■ **TASK DETAILS**:
Each line of the material holding the word "administrador" must be identified and copied.

• • • • •

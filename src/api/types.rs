use serde::{Deserialize, Serialize};
use serde_json::Value;

/// Fragment of the message returned when an e-mail is already registered
pub const DUPLICATE_EMAIL_MARKER: &str = "E-mail já está sendo usado";

/// Matches both "E-mail já está sendo usado" and "Este email já está sendo usado"
pub fn is_duplicate_email_message(message: &str) -> bool {
    let normalized = message.to_lowercase().replace("e-mail", "email");
    normalized.contains(&DUPLICATE_EMAIL_MARKER.to_lowercase().replace("e-mail", "email"))
}

pub const MSG_CREATED: &str = "Cadastro realizado com sucesso";
pub const MSG_UPDATED: &str = "Registro alterado com sucesso";
pub const MSG_DELETED: &str = "Registro excluído com sucesso";
pub const MSG_LOGIN_OK: &str = "Login realizado com sucesso";
pub const MSG_LOGIN_INVALID: &str = "Email e/ou senha inválidos";
pub const MSG_PRODUCT_NOT_FOUND: &str = "Produto não encontrado";
pub const MSG_USER_NOT_FOUND: &str = "Usuário não encontrado";
pub const MSG_PURCHASE_CANCELLED: &str =
    "Registro excluído com sucesso. Estoque dos produtos reabastecido";

/// Body of `POST /usuarios`
#[derive(Debug, Clone, Serialize, Deserialize, PartialEq)]
pub struct NewUser {
    pub nome: String,
    pub email: String,
    pub password: String,
    /// The service expects the strings "true" / "false"
    pub administrador: String,
}

impl NewUser {
    pub fn is_admin(&self) -> bool {
        self.administrador == "true"
    }
}

/// Body of `POST /login`
#[derive(Debug, Clone, Serialize, Deserialize, PartialEq)]
pub struct LoginRequest {
    pub email: String,
    pub password: String,
}

/// `201` body of every create endpoint
#[derive(Debug, Clone, Serialize, Deserialize, PartialEq)]
pub struct CreatedResource {
    #[serde(rename = "_id")]
    pub id: String,
    pub message: String,
}

#[derive(Debug, Clone, Serialize, Deserialize, PartialEq)]
pub struct NewProduct {
    pub nome: String,
    pub preco: u32,
    pub descricao: String,
    pub quantidade: u32,
}

#[derive(Debug, Clone, Serialize, Deserialize, PartialEq)]
pub struct Product {
    #[serde(rename = "_id")]
    pub id: String,
    pub nome: String,
    pub preco: u32,
    pub descricao: String,
    pub quantidade: u32,
}

impl Product {
    pub fn matches(&self, expected: &NewProduct) -> bool {
        self.nome == expected.nome
            && self.preco == expected.preco
            && self.descricao == expected.descricao
            && self.quantidade == expected.quantidade
    }
}

#[derive(Debug, Clone, Serialize, Deserialize, PartialEq)]
#[serde(rename_all = "camelCase")]
pub struct CartItem {
    pub id_produto: String,
    pub quantidade: u32,
}

#[derive(Debug, Clone, Serialize, Deserialize, PartialEq)]
pub struct NewCart {
    pub produtos: Vec<CartItem>,
}

/// Classified outcome of `POST /usuarios`
#[derive(Debug, Clone, PartialEq)]
pub enum CreateUserOutcome {
    Created(CreatedResource),
    DuplicateEmail { message: String },
    Rejected { status: u16, body: String },
}

impl CreateUserOutcome {
    pub fn from_response(status: u16, body: &Value) -> Self {
        if status == 201 {
            if let Ok(created) = serde_json::from_value::<CreatedResource>(body.clone()) {
                return CreateUserOutcome::Created(created);
            }
        }

        if status == 400 {
            let duplicate = body
                .get("message")
                .and_then(|m| m.as_str())
                .filter(|m| is_duplicate_email_message(m));
            if let Some(message) = duplicate {
                return CreateUserOutcome::DuplicateEmail {
                    message: message.to_string(),
                };
            }
        }

        CreateUserOutcome::Rejected {
            status,
            body: body.to_string(),
        }
    }
}

/// Classified outcome of `POST /login`
#[derive(Debug, Clone, PartialEq)]
pub enum LoginOutcome {
    Authorized { authorization: String },
    Denied { status: u16, body: String },
}

impl LoginOutcome {
    pub fn from_response(status: u16, body: &Value) -> Self {
        let token = body
            .get("authorization")
            .and_then(|a| a.as_str())
            .filter(|a| !a.is_empty());

        match (status, token) {
            (200, Some(token)) => LoginOutcome::Authorized {
                authorization: token.to_string(),
            },
            _ => LoginOutcome::Denied {
                status,
                body: body.to_string(),
            },
        }
    }
}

• • • • •

■ **TASK SOLUTION**:
    pub administrador: String,
        self.administrador == "true"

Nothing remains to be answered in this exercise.